Find every line below that contains the word "MessageQueue" and copy it out.

# Stored data entries
----

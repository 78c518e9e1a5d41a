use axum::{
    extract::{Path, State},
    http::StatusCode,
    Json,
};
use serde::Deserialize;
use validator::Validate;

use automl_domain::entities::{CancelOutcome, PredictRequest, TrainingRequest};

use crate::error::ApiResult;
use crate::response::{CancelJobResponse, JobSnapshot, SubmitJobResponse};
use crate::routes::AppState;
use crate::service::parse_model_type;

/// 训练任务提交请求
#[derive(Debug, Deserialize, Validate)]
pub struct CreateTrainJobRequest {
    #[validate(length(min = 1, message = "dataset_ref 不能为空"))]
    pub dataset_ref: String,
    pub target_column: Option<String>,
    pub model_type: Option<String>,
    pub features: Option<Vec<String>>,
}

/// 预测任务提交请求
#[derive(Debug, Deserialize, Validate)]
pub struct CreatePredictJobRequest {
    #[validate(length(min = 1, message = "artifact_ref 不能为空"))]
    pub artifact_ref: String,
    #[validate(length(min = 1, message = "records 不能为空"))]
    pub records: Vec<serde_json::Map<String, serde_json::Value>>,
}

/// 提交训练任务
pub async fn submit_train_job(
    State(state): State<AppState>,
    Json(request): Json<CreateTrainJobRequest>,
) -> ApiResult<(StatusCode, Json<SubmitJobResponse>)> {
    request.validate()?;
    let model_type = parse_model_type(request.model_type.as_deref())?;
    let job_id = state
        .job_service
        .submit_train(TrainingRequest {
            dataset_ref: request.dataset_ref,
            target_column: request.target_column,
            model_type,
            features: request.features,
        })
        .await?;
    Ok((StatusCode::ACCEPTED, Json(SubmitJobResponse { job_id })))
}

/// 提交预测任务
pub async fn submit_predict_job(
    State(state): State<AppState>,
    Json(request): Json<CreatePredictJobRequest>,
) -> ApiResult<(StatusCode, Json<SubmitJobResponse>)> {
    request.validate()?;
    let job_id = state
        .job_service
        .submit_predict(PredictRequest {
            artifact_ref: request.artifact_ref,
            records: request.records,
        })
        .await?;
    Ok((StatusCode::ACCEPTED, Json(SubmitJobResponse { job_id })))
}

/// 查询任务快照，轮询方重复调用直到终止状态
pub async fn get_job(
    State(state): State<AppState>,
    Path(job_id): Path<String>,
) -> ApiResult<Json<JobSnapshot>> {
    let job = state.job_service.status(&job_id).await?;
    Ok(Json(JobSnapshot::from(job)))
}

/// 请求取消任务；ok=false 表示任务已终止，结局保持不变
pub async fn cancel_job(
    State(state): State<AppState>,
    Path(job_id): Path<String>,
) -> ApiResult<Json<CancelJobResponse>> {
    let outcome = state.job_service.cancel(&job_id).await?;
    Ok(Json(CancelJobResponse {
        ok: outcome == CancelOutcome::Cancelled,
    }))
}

----

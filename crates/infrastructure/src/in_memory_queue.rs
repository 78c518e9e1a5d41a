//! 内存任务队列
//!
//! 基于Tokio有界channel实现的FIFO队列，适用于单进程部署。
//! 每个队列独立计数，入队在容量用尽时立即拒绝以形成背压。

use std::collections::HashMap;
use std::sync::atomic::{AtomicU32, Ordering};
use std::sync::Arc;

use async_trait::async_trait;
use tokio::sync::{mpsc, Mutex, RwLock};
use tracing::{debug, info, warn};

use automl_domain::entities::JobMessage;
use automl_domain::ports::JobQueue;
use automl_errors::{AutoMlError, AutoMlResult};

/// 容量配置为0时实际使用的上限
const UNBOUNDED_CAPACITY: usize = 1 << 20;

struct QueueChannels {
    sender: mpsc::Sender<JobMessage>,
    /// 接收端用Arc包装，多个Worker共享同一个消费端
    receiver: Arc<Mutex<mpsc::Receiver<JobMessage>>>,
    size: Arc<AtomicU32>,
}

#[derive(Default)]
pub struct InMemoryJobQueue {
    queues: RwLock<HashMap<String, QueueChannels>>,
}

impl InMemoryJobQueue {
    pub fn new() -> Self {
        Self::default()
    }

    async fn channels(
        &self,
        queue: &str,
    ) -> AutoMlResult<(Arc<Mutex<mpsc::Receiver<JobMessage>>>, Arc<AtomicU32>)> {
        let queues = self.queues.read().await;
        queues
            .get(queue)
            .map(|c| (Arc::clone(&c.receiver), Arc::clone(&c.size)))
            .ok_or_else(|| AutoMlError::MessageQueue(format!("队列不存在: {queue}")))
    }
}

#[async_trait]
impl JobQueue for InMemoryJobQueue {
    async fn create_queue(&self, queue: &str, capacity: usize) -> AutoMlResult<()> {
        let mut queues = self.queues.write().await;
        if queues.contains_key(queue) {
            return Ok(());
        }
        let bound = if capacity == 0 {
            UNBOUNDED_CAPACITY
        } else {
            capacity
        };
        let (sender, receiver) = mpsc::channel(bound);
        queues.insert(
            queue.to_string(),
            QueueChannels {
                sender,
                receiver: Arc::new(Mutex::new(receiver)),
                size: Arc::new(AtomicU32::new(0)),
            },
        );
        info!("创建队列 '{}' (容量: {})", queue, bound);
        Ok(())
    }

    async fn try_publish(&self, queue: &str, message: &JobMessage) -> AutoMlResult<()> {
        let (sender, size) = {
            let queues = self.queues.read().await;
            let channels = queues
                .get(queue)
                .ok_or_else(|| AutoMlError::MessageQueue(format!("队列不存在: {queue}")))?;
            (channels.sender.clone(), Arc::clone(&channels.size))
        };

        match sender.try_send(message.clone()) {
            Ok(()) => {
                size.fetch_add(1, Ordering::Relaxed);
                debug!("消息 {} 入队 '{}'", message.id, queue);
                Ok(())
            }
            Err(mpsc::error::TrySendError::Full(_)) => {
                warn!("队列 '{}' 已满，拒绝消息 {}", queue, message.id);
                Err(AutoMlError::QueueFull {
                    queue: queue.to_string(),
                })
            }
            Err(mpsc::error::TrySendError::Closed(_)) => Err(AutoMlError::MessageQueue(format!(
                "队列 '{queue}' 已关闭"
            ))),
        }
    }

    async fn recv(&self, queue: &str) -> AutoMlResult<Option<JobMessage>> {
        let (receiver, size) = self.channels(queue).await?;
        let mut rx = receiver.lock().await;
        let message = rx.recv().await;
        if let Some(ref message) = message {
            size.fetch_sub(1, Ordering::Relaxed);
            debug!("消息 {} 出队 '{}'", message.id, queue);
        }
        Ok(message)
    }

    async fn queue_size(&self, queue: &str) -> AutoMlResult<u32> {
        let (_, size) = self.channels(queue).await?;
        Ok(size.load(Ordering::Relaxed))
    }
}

----

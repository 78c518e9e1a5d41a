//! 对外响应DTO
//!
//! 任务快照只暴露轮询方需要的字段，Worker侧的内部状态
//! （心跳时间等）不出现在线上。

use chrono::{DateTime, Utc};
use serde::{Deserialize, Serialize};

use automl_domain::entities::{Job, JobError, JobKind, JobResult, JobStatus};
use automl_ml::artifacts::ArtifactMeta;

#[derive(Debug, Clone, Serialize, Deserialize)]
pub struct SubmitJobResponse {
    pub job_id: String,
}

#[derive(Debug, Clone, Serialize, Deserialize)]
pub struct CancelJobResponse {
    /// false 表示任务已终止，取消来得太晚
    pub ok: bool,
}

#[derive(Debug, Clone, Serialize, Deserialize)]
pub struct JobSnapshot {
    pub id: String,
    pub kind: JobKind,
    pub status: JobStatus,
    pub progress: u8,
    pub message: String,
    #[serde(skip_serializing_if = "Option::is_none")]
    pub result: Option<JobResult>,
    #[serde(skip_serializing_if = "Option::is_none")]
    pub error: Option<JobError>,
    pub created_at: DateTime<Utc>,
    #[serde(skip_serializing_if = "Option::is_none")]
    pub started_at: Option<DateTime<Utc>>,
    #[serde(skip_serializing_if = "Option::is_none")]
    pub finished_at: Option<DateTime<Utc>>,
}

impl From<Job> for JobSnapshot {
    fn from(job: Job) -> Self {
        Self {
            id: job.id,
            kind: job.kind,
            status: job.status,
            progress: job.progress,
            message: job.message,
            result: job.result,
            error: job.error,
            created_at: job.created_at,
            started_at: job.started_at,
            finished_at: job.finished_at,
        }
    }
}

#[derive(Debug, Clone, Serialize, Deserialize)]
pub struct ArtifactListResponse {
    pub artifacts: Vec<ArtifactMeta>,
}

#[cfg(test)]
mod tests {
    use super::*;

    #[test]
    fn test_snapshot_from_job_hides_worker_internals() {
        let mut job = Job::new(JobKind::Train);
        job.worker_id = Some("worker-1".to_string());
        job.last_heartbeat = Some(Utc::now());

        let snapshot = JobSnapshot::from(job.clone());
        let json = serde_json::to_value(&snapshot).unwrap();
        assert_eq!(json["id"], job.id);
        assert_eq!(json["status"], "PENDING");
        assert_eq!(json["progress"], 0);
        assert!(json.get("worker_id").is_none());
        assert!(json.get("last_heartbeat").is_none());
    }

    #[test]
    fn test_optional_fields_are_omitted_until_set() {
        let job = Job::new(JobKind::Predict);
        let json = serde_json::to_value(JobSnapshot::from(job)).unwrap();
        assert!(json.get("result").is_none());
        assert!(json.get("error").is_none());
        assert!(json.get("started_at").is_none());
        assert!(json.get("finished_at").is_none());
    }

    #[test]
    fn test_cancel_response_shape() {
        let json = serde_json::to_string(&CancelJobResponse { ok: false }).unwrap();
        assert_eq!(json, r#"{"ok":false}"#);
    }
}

----

# SOLUTION
            .ok_or_else(|| AutoMlError::MessageQueue(format!("队列不存在: {queue}")))
                .ok_or_else(|| AutoMlError::MessageQueue(format!("队列不存在: {queue}")))?;
            Err(mpsc::error::TrySendError::Closed(_)) => Err(AutoMlError::MessageQueue(format!(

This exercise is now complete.